Un progetto nato dalla recente fusione tra la casa d’aste Paddle8 e The Native, una società di Losanna quotata in svizzera con una capitalizzazione di mercato pari a 29,7 milioni di franchi.

Paddle8, una casa d’aste online di New York, ha annunciato che il 18 agosto sarà organizzata la “BIDCOIN”, un’asta di arte e collezioni di lusso dove per la prima volta saranno accettate le criptovalute come metodo di pagamento.

Nulla è stato lasciato al caso, neanche la data, che infatti coincide con l’anniversario dei 10 anni dal lancio della più famigerata delle criptovalute ovvero il Bitcoin, creata dall’anonimo inventore noto con lo pseudonimo di Satoshi Nakamoto.

Questo progetto è nato dalla recente fusione di due realtà: la casa d’aste Paddle8 e The Native, una società di servizi digitali di Losanna, quotata in svizzera con una capitalizzazione di mercato pari a 29,7 milioni di franchi svizzeri.

Sergey Skaterschikov, il Ceo di The Native, è proprietario al 15% di Paddle8, pagato 8,8 milioni di dollari, con la possibilità di acquisire un ulteriore 36%, per un valore di circa 25,6 milioni di dollari.

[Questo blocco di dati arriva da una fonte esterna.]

//! Header names the gateway adds or strips.
//!
//! Names and values are built with `from_static` so call sites never parse
//! header strings at runtime.

use hyper::header::{
    HeaderName, HeaderValue, CACHE_CONTROL, IF_MATCH, IF_MODIFIED_SINCE, IF_NONE_MATCH,
    IF_UNMODIFIED_SINCE, PRAGMA,
};
use hyper::{HeaderMap, Response};

pub static X_STUBBY_REPLAYED: HeaderName = HeaderName::from_static("x-stubby-replayed");
pub static X_STUBBY_PROFILE: HeaderName = HeaderName::from_static("x-stubby-profile");

pub static VALUE_TRUE: HeaderValue = HeaderValue::from_static("true");
pub static VALUE_JSON: HeaderValue = HeaderValue::from_static("application/json");

/// Validators that would let the upstream answer 304 instead of a full body.
const CACHE_VALIDATION_HEADERS: [HeaderName; 6] = [
    IF_MODIFIED_SINCE,
    IF_UNMODIFIED_SINCE,
    IF_MATCH,
    IF_NONE_MATCH,
    CACHE_CONTROL,
    PRAGMA,
];

/// Remove cache-validation headers from an inbound request.
pub fn strip_cache_validation(headers: &mut HeaderMap) {
    for name in &CACHE_VALIDATION_HEADERS {
        headers.remove(name);
    }
}

/// Insert gateway headers into responses.
pub trait StubbyHeadersExt {
    fn set_header(&mut self, name: &HeaderName, value: &HeaderValue);

    /// Returns false if `value` is not a valid header value.
    fn set_header_value(&mut self, name: &HeaderName, value: &str) -> bool;
}

impl<B> StubbyHeadersExt for Response<B> {
    fn set_header(&mut self, name: &HeaderName, value: &HeaderValue) {
        self.headers_mut().insert(name.clone(), value.clone());
    }

    fn set_header_value(&mut self, name: &HeaderName, value: &str) -> bool {
        match HeaderValue::from_str(value) {
            Ok(header_value) => {
                self.headers_mut().insert(name.clone(), header_value);
                true
            }
            Err(_) => false,
        }
    }
}
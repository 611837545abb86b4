//! Record/replay core of the gateway.
//!
//! The gateway is always in one of three modes:
//! - `Forwarding`: proxy to the upstream, record nothing (default)
//! - `Recording`: proxy to the upstream and persist each exchange into the active profile
//! - `Replaying`: answer from the active profile's stub files, proxy on miss
//!
//! # Module Structure
//!
//! - `mode` - Mode state machine and profile switching
//! - `types` - Stored request/response types and stub file layout
//! - `query` - Query string parsing and canonical encoding
//! - `matcher` - Fingerprint index used for replay
//! - `store` - Buffered persistence into stub files
//! - `tasks` - In-flight tracking and background task fault boundary

mod matcher;
mod mode;
mod query;
mod store;
mod tasks;
mod types;

pub use matcher::{fingerprint, Matcher, ANY_QUERY};
pub use mode::{normalize_profile, GatewayMode, ModeController, ModeSnapshot};
pub use query::{encode_map, encode_values, parse_query, to_query_map, QueryValues};
pub use store::{to_indented_json, write_to_file, RecordStore};
pub use tasks::{spawn_background, InFlight};
pub use types::{QueryMap, Record, RequestDescriptor, ResponseSnapshot, StubFile};

pub(crate) use tasks::panic_message;
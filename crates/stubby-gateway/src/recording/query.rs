//! Query string parsing and canonical encoding for fingerprint keys.

use super::types::QueryMap;
use crate::error::GatewayError;
use serde_json::Value;
use std::collections::BTreeMap;

/// Parameter name to values, in the order they appeared.
pub type QueryValues = BTreeMap<String, Vec<String>>;

/// Parse a raw query string (`a=1&b=x+y`) into decoded name/value lists.
pub fn parse_query(raw: Option<&str>) -> QueryValues {
    let mut values = QueryValues::new();
    let Some(raw) = raw else {
        return values;
    };

    for pair in raw.split('&').filter(|pair| !pair.is_empty()) {
        let (key, value) = pair.split_once('=').unwrap_or((pair, ""));
        values
            .entry(unescape(key))
            .or_default()
            .push(unescape(value));
    }
    values
}

/// Stored form of parsed query values: one string, or a list for repeated names.
pub fn to_query_map(values: &QueryValues) -> QueryMap {
    values
        .iter()
        .map(|(key, vals)| {
            let value = match vals.as_slice() {
                [single] => Value::String(single.clone()),
                many => Value::Array(many.iter().cloned().map(Value::String).collect()),
            };
            (key.clone(), value)
        })
        .collect()
}

/// Canonical encoding: names sorted, repeated values kept in order.
pub fn encode_values(values: &QueryValues) -> String {
    values
        .iter()
        .flat_map(|(key, vals)| {
            vals.iter()
                .map(move |val| format!("{}={}", escape(key), escape(val)))
        })
        .collect::<Vec<_>>()
        .join("&")
}

/// Canonical encoding of a stored query map.
///
/// Fails with `UnsupportedQueryValueType` for values other than strings,
/// non-empty string lists, numbers and booleans.
pub fn encode_map(map: &QueryMap) -> Result<String, GatewayError> {
    let mut values = QueryValues::new();
    for (key, value) in map {
        let unsupported = |kind: &'static str| GatewayError::UnsupportedQueryValueType {
            key: key.clone(),
            kind,
        };
        let vals = match value {
            Value::String(s) => vec![s.clone()],
            Value::Number(n) => vec![n.to_string()],
            Value::Bool(b) => vec![b.to_string()],
            Value::Array(items) if items.is_empty() => return Err(unsupported("empty list")),
            Value::Array(items) => items
                .iter()
                .map(|item| match item {
                    Value::String(s) => Ok(s.clone()),
                    _ => Err(unsupported("non-string list element")),
                })
                .collect::<Result<Vec<_>, _>>()?,
            Value::Null => return Err(unsupported("null")),
            Value::Object(_) => return Err(unsupported("object")),
        };
        values.insert(key.clone(), vals);
    }
    Ok(encode_values(&values))
}

fn escape(s: &str) -> String {
    urlencoding::encode(s).replace("%20", "+")
}

fn unescape(s: &str) -> String {
    let spaced = s.replace('+', " ");
    match urlencoding::decode(&spaced) {
        Ok(decoded) => decoded.into_owned(),
        Err(_) => spaced,
    }
}

#[cfg(test)]
mod tests {
    use super::*;
    use serde_json::json;

    #[test]
    fn test_parse_query_groups_repeated_names() {
        let values = parse_query(Some("tag=b&id=1&tag=a&name=john+doe"));
        assert_eq!(values["tag"], vec!["b", "a"]);
        assert_eq!(values["id"], vec!["1"]);
        assert_eq!(values["name"], vec!["john doe"]);
    }

    #[test]
    fn test_parse_query_empty() {
        assert!(parse_query(None).is_empty());
        assert!(parse_query(Some("")).is_empty());
    }

    #[test]
    fn test_encode_sorts_names_and_keeps_value_order() {
        let values = parse_query(Some("z=2&a=1&z=1"));
        assert_eq!(encode_values(&values), "a=1&z=2&z=1");
    }

    #[test]
    fn test_encode_escapes() {
        let values = parse_query(Some("q=a%26b&name=john%20doe"));
        assert_eq!(encode_values(&values), "name=john+doe&q=a%26b");
    }

    #[test]
    fn test_map_and_live_encodings_agree() {
        let live = parse_query(Some("tag=x&tag=y&page=2"));
        let stored = to_query_map(&live);
        assert_eq!(stored["page"], json!("2"));
        assert_eq!(stored["tag"], json!(["x", "y"]));
        assert_eq!(encode_map(&stored).unwrap(), encode_values(&live));
    }

    #[test]
    fn test_encode_map_numbers_and_bools() {
        let map: QueryMap = serde_json::from_value(json!({"page": 2, "all": true, "ratio": 1.5}))
            .unwrap();
        assert_eq!(encode_map(&map).unwrap(), "all=true&page=2&ratio=1.5");
    }

    #[test]
    fn test_encode_map_rejects_unsupported_values() {
        let map: QueryMap = serde_json::from_value(json!({"filter": {"a": 1}})).unwrap();
        assert!(matches!(
            encode_map(&map),
            Err(GatewayError::UnsupportedQueryValueType { ref key, .. }) if key == "filter"
        ));

        let map: QueryMap = serde_json::from_value(json!({"ids": [1, 2]})).unwrap();
        assert!(encode_map(&map).is_err());
    }

    #[test]
    fn test_encode_map_rejects_empty_list() {
        let map: QueryMap = serde_json::from_value(json!({"a": []})).unwrap();
        assert!(matches!(
            encode_map(&map),
            Err(GatewayError::UnsupportedQueryValueType { ref key, kind: "empty list" }) if key == "a"
        ));
    }
}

Grazie alla divisione The Native’s Blockchain Lab, le due aziende lanceranno nei prossimi mesi Paddle8 Lab, un’organizzazione aziendale che sarà attiva nel settore dell’arte e del lusso che darà la possibilità di creare vendite e aste on line basate sulla tecnologia  blockchain.

Come ha dichiarato il co-fondatore di Paddle8 Alexander Gilkes al New York Times, “questa mossa può rappresentare un passo verso una ristrutturazione del mercato dell’arte per attrarre una generazione più giovane che investe sempre più in criptovaluta”.

Inoltre, il consulente di lunga data di Paddle8 Cameron Winklevoss, ha affermato di sentirsi estremamente  convinto che la nuova tecnologia del blockchain può essere ritenuta chiave per aumentare la trasparenza nei mercati di tutto il mondo, incluso il mercato dell’arte.

The Hiscox Online Art Trade Report 2017, prodotto dalla compagnia assicurativa britannica Hiscox insieme agli analisti di ArtTactic, ha stimato che nel 2016 il volume d’affari on line del mercato dell’arte ha raggiunto i 3,75 miliardi di dollari, con un balzo del 15% sul 2015 e una market share dell’8,4% sul mercato globale dell’arte, in crescita rispetto al 7,4% del 2015.

Secondo il report, nel 2016 le case d’aste tradizionali hanno investito nello sviluppo del web e il risultato non si è fatto attendere: Sotheby’s, Christie’s ed Heritage Auctions hanno insieme generato vendite on line per 720 milioni di dollari, pari al 19% del mercato on line.

In particolare Christie’s ha registrato una crescita dell’84%, mentre la casa d’aste americana Heritage Auctions ha riferito che il 41% delle sue vendite in asta è attualmente on line, con 348,5 milioni di dollari di vendite nel 2016 (+1,3% rispetto al 2015).